Shownotes
We are the inheritors and beneficiaries of one of the great technological revolutions of human history – the digital age – which rivals any previous innovation in workplace life in its fundamental power to shift how we do work and work together. The new shifts that are afforded us by the digital age provide us, potentially, a platform on which to collaborate as never before.
State of Social
In other words, as far as I’m concerned, the “state of social” in 2015 is as follows; We are still going about our lives, interacting with one another a variety of levels, from the purely transactional to the deep and profound.
A lot of our social interaction is coloured by a materialistic world view which allows us to reduce each other to a few behaviours when empathy feels too hard. We form friendships and joyful working partnerships when we invest ourselves in them.
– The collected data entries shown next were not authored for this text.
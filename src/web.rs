//! The browser interface.
//!
//! Every form posts to one of the action routes, which performs a single repository call and
//! then redirects back to `/` with the affected course selected.  The page handler re-reads the
//! store on every request, so what is shown always reflects the database.  Rejected input is
//! answered by rendering the page directly with a warning instead of redirecting.

use std::net::SocketAddr;
use std::sync::{Arc, Mutex, MutexGuard, PoisonError};

use anyhow::{Context as _, Result};
use axum::extract::{Form, Path, Query, State};
use axum::http::StatusCode;
use axum::response::{Html, IntoResponse, Redirect, Response};
use axum::routing::{get, post};
use axum::Router;
use chrono::{Local, NaiveDate};
use serde::Deserialize;

use crate::parse::{parse_date, parse_week_start};
use crate::render::{render_failure, render_not_found, render_page, CourseDetails, Notice, Page};
use crate::tracker::{
    self, Conn, CourseId, CourseSummary, MilestoneId, MilestoneStatus, TimesheetId, Tracker,
};

/// Shared state of the server: the one open connection to the study database.
#[derive(Clone)]
pub struct AppState {
    conn: Arc<Mutex<Conn>>,
}

impl AppState {
    pub fn new(conn: Conn) -> Self {
        Self {
            conn: Arc::new(Mutex::new(conn)),
        }
    }

    fn lock(&self) -> MutexGuard<'_, Conn> {
        // a panic while holding the lock leaves the connection itself usable
        self.conn.lock().unwrap_or_else(PoisonError::into_inner)
    }

    /// Runs `action` against the repository on the blocking thread pool, since every diesel
    /// call blocks until SQLite is done.
    async fn with_repo<F>(&self, action: F) -> Response
    where
        F: FnOnce(&mut Tracker) -> Response + Send + 'static,
    {
        let state = self.clone();
        let result = tokio::task::spawn_blocking(move || {
            let mut conn = state.lock();
            action(&mut Tracker::new(&mut conn))
        })
        .await;

        match result {
            Ok(response) => response,
            Err(err) => {
                log::error!("Request could not be completed: {err}");
                failure_response()
            }
        }
    }
}

pub fn router(state: AppState) -> Router {
    Router::new()
        .route("/", get(index))
        .route("/courses", post(create_course))
        .route("/courses/{id}/delete", post(delete_course))
        .route("/courses/{id}/timesheets", post(log_timesheet))
        .route("/courses/{id}/milestones", post(add_milestone))
        .route("/milestones/{id}/status", post(update_milestone_status))
        .with_state(state)
}

/// Serves the interface until Ctrl-C is pressed.
///
/// The connection is closed once the server has shut down.
pub async fn serve(conn: Conn, listen_address: SocketAddr) -> Result<()> {
    let listener = tokio::net::TcpListener::bind(listen_address)
        .await
        .with_context(|| format!("could not listen on {listen_address}"))?;
    log::info!(
        "Study tracker is available at http://{}/",
        listener.local_addr()?
    );

    axum::serve(listener, router(AppState::new(conn)))
        .with_graceful_shutdown(shutdown_signal())
        .await
        .context("web server failed")?;

    log::info!("Study tracker shut down");
    Ok(())
}

async fn shutdown_signal() {
    if let Err(err) = tokio::signal::ctrl_c().await {
        log::warn!("Could not listen for Ctrl-C, shutting down: {err}");
    }
}

/// Short confirmation shown after a redirect.
#[derive(Debug, Clone, Copy, PartialEq, Eq)]
pub enum Flash {
    CourseCreated,
    CourseDeleted,
    TimesheetLogged,
    MilestoneAdded,
    MilestoneUpdated,
}

impl Flash {
    const ALL: [Flash; 5] = [
        Flash::CourseCreated,
        Flash::CourseDeleted,
        Flash::TimesheetLogged,
        Flash::MilestoneAdded,
        Flash::MilestoneUpdated,
    ];

    /// Unknown values are ignored rather than failing the whole page.
    fn from_query(value: &str) -> Option<Flash> {
        Flash::ALL.into_iter().find(|flash| flash.as_str() == value)
    }

    fn as_str(self) -> &'static str {
        match self {
            Flash::CourseCreated => "course-created",
            Flash::CourseDeleted => "course-deleted",
            Flash::TimesheetLogged => "timesheet-logged",
            Flash::MilestoneAdded => "milestone-added",
            Flash::MilestoneUpdated => "milestone-updated",
        }
    }

    fn message(self) -> &'static str {
        match self {
            Flash::CourseCreated => "Course created.",
            Flash::CourseDeleted => "Course deleted along with its timesheets and milestones.",
            Flash::TimesheetLogged => "Week logged.",
            Flash::MilestoneAdded => "Milestone added.",
            Flash::MilestoneUpdated => "Milestone updated.",
        }
    }
}

#[derive(Debug, Default, Deserialize)]
pub struct PageQuery {
    pub course: Option<CourseId>,
    pub notice: Option<String>,
}

#[derive(Debug, Deserialize)]
pub struct NewCourse {
    pub name: String,
    pub start_date: String,
    pub duration_weeks: String,
    pub exam_date: String,
}

#[derive(Debug, Deserialize)]
pub struct NewTimesheet {
    pub week_start: String,
    pub hours: String,
    pub topics: String,
    /// Checkboxes are only sent when ticked.
    pub completed: Option<String>,
}

#[derive(Debug, Deserialize)]
pub struct NewMilestone {
    pub text: String,
}

#[derive(Debug, Deserialize)]
pub struct StatusChange {
    pub course: CourseId,
    pub status: String,
}

async fn index(State(state): State<AppState>, Query(query): Query<PageQuery>) -> Response {
    let notice = query
        .notice
        .as_deref()
        .and_then(Flash::from_query)
        .map(|flash| Notice::Success(flash.message().to_owned()));
    state
        .with_repo(move |repo| page_response(repo, StatusCode::OK, query.course, notice))
        .await
}

async fn create_course(State(state): State<AppState>, Form(form): Form<NewCourse>) -> Response {
    state
        .with_repo(move |repo| {
            let today = today();
            let result = (|| -> tracker::Result<CourseId> {
                let name = required("course name", &form.name)?;
                let start_date = date_field("start date", &form.start_date, today)?;
                let duration_weeks = required("duration", &form.duration_weeks)?
                    .parse::<i32>()
                    .map_err(|_| invalid("duration", &form.duration_weeks))?;
                let exam_date = date_field("exam date", &form.exam_date, today)?;
                repo.add_course(name, start_date, duration_weeks, exam_date)
            })();

            match result {
                Ok(id) => redirect(Some(id), Flash::CourseCreated),
                Err(err) => error_response(repo, None, err),
            }
        })
        .await
}

async fn delete_course(State(state): State<AppState>, Path(id): Path<CourseId>) -> Response {
    state
        .with_repo(move |repo| match repo.delete_course(id) {
            Ok(_) => redirect(None, Flash::CourseDeleted),
            Err(err) => error_response(repo, Some(id), err),
        })
        .await
}

async fn log_timesheet(
    State(state): State<AppState>,
    Path(id): Path<CourseId>,
    Form(form): Form<NewTimesheet>,
) -> Response {
    state
        .with_repo(move |repo| {
            let today = today();
            let result = (|| -> tracker::Result<TimesheetId> {
                let week_start = required("week start", &form.week_start)?;
                let week_start = parse_week_start(week_start, today).ok_or_else(|| {
                    tracker::Error::Validation(format!(
                        "could not understand week start {week_start:?}, use a date like 2024-01-01 or \"this week\""
                    ))
                })?;
                let hours = required("hours", &form.hours)?
                    .parse::<f64>()
                    .map_err(|_| invalid("hours", &form.hours))?;
                let topics = required("topics covered", &form.topics)?;
                repo.log_timesheet(id, week_start, hours, topics, form.completed.is_some())
            })();

            match result {
                Ok(_) => redirect(Some(id), Flash::TimesheetLogged),
                Err(err) => error_response(repo, Some(id), err),
            }
        })
        .await
}

async fn add_milestone(
    State(state): State<AppState>,
    Path(id): Path<CourseId>,
    Form(form): Form<NewMilestone>,
) -> Response {
    state
        .with_repo(move |repo| {
            let result =
                required("milestone", &form.text).and_then(|text| repo.add_milestone(id, text));
            match result {
                Ok(_) => redirect(Some(id), Flash::MilestoneAdded),
                Err(err) => error_response(repo, Some(id), err),
            }
        })
        .await
}

async fn update_milestone_status(
    State(state): State<AppState>,
    Path(id): Path<MilestoneId>,
    Form(form): Form<StatusChange>,
) -> Response {
    state
        .with_repo(move |repo| {
            let result = form
                .status
                .parse::<MilestoneStatus>()
                .map_err(tracker::Error::from)
                .and_then(|status| repo.update_milestone_status(id, status));
            match result {
                // the form only says which page it was sent from, the milestone knows its course
                Ok(milestone) => redirect(Some(milestone.course_id), Flash::MilestoneUpdated),
                Err(err) => error_response(repo, Some(form.course), err),
            }
        })
        .await
}

fn today() -> NaiveDate {
    Local::now().date_naive()
}

fn required<'a>(field: &str, value: &'a str) -> tracker::Result<&'a str> {
    let value = value.trim();
    if value.is_empty() {
        return Err(tracker::Error::Validation(format!("please fill in the {field}")));
    }
    Ok(value)
}

fn invalid(field: &str, value: &str) -> tracker::Error {
    tracker::Error::Validation(format!("{value:?} is not a valid {field}"))
}

fn date_field(field: &str, value: &str, today: NaiveDate) -> tracker::Result<NaiveDate> {
    let value = required(field, value)?;
    parse_date(value, today).ok_or_else(|| invalid(field, value))
}

fn redirect(course: Option<CourseId>, flash: Flash) -> Response {
    let location = match course {
        Some(id) => format!("/?course={id}&notice={}", flash.as_str()),
        None => format!("/?notice={}", flash.as_str()),
    };
    Redirect::to(&location).into_response()
}

fn error_response(
    repo: &mut Tracker,
    selected: Option<CourseId>,
    err: tracker::Error,
) -> Response {
    match err {
        tracker::Error::Validation(message) => {
            log::debug!("Rejected input: {message}");
            page_response(
                repo,
                StatusCode::UNPROCESSABLE_ENTITY,
                selected,
                Some(Notice::Warning(capitalize(&message))),
            )
        }
        tracker::Error::Constraint(message) => {
            log::warn!("Write refused by the database: {message}");
            // most likely the course was deleted in the meantime, so don't try to show it
            page_response(
                repo,
                StatusCode::CONFLICT,
                None,
                Some(Notice::Warning(
                    "That change conflicts with the stored data, the course may have been deleted."
                        .into(),
                )),
            )
        }
        err @ tracker::Error::NotFound { .. } => not_found_response(&err.to_string()),
        err @ (tracker::Error::Connection(_) | tracker::Error::Query(_)) => {
            log::error!("{err}");
            page_response(
                repo,
                StatusCode::INTERNAL_SERVER_ERROR,
                selected,
                Some(Notice::Failure(
                    "Something went wrong and nothing was saved.  Check the log for details."
                        .into(),
                )),
            )
        }
    }
}

fn page_response(
    repo: &mut Tracker,
    status: StatusCode,
    selected: Option<CourseId>,
    notice: Option<Notice>,
) -> Response {
    match load_page(repo, selected, notice.as_ref()) {
        Ok(html) => (status, Html(html)).into_response(),
        Err(err @ tracker::Error::NotFound { .. }) => not_found_response(&err.to_string()),
        Err(err) => {
            log::error!("Could not load page: {err}");
            failure_response()
        }
    }
}

fn failure_response() -> Response {
    let mut html = String::new();
    let _ = render_failure(&mut html);
    (StatusCode::INTERNAL_SERVER_ERROR, Html(html)).into_response()
}

fn not_found_response(message: &str) -> Response {
    let mut html = String::new();
    let _ = render_not_found(&mut html, &capitalize(message));
    (StatusCode::NOT_FOUND, Html(html)).into_response()
}

fn load_page(
    repo: &mut Tracker,
    selected: Option<CourseId>,
    notice: Option<&Notice>,
) -> tracker::Result<String> {
    let courses = repo.list_courses()?;
    let details = selected
        .map(|id| -> tracker::Result<CourseDetails> {
            let course = repo.get_course(id)?;
            let timesheets = repo.list_timesheets(id)?;
            let milestones = repo.list_milestones(id)?;
            let summary = CourseSummary::from_rows(&timesheets, &milestones);
            Ok(CourseDetails {
                course,
                timesheets,
                milestones,
                summary,
            })
        })
        .transpose()?;

    let mut html = String::new();
    // writing into a String can't fail
    let _ = render_page(
        &mut html,
        &Page {
            courses: &courses,
            selected: details.as_ref(),
            notice,
            today: today(),
        },
    );
    Ok(html)
}

fn capitalize(message: &str) -> String {
    let mut chars = message.chars();
    match chars.next() {
        Some(first) => first.to_uppercase().chain(chars).collect(),
        None => String::new(),
    }
}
We get stuff done, sometimes quicker because we have a digital something-or-other that saves time and labour, sometimes not quicker despite these labour-saving devices.
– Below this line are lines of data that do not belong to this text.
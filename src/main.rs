use anyhow::Result;
use clap::Parser;
use dotenvy::dotenv;
use studytracker::{commands::Arguments, config::load_config, tracker, web};

#[tokio::main]
async fn main() -> Result<()> {
    dotenv().ok();
    let args = Arguments::parse();

    stderrlog::new()
        .quiet(args.quiet)
        .verbosity(args.verbose as usize + 2)
        .init()?;

    let config = load_config(args.overrides())?;
    let conn = match tracker::establish_connection(&config.database_path) {
        Ok(conn) => conn,
        Err(err) => {
            log::error!("Could not open {:?}: {err}", config.database_path);
            return Err(err.into());
        }
    };

    web::serve(conn, config.listen_address).await
}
We are afforded the ability to collaborate and interact and co-create with each other across time zones (while at the same time, forces of destruction are also able to do likewise). We are friendly and convivial and helpful with each other and we are also insulting, offensive and threatening to those we can’t understand or agree with.
We encounter each other with the same asymmetric insight that everyone else labours under. I’m not saying that nothing has changed as a result of the internet and digital social tools, far from it. The thing I keep coming back to though is that all the Slack, Yammer, Facebook Messenger and Whatsapp will not make us more collaborative if we are still being dicks to each other.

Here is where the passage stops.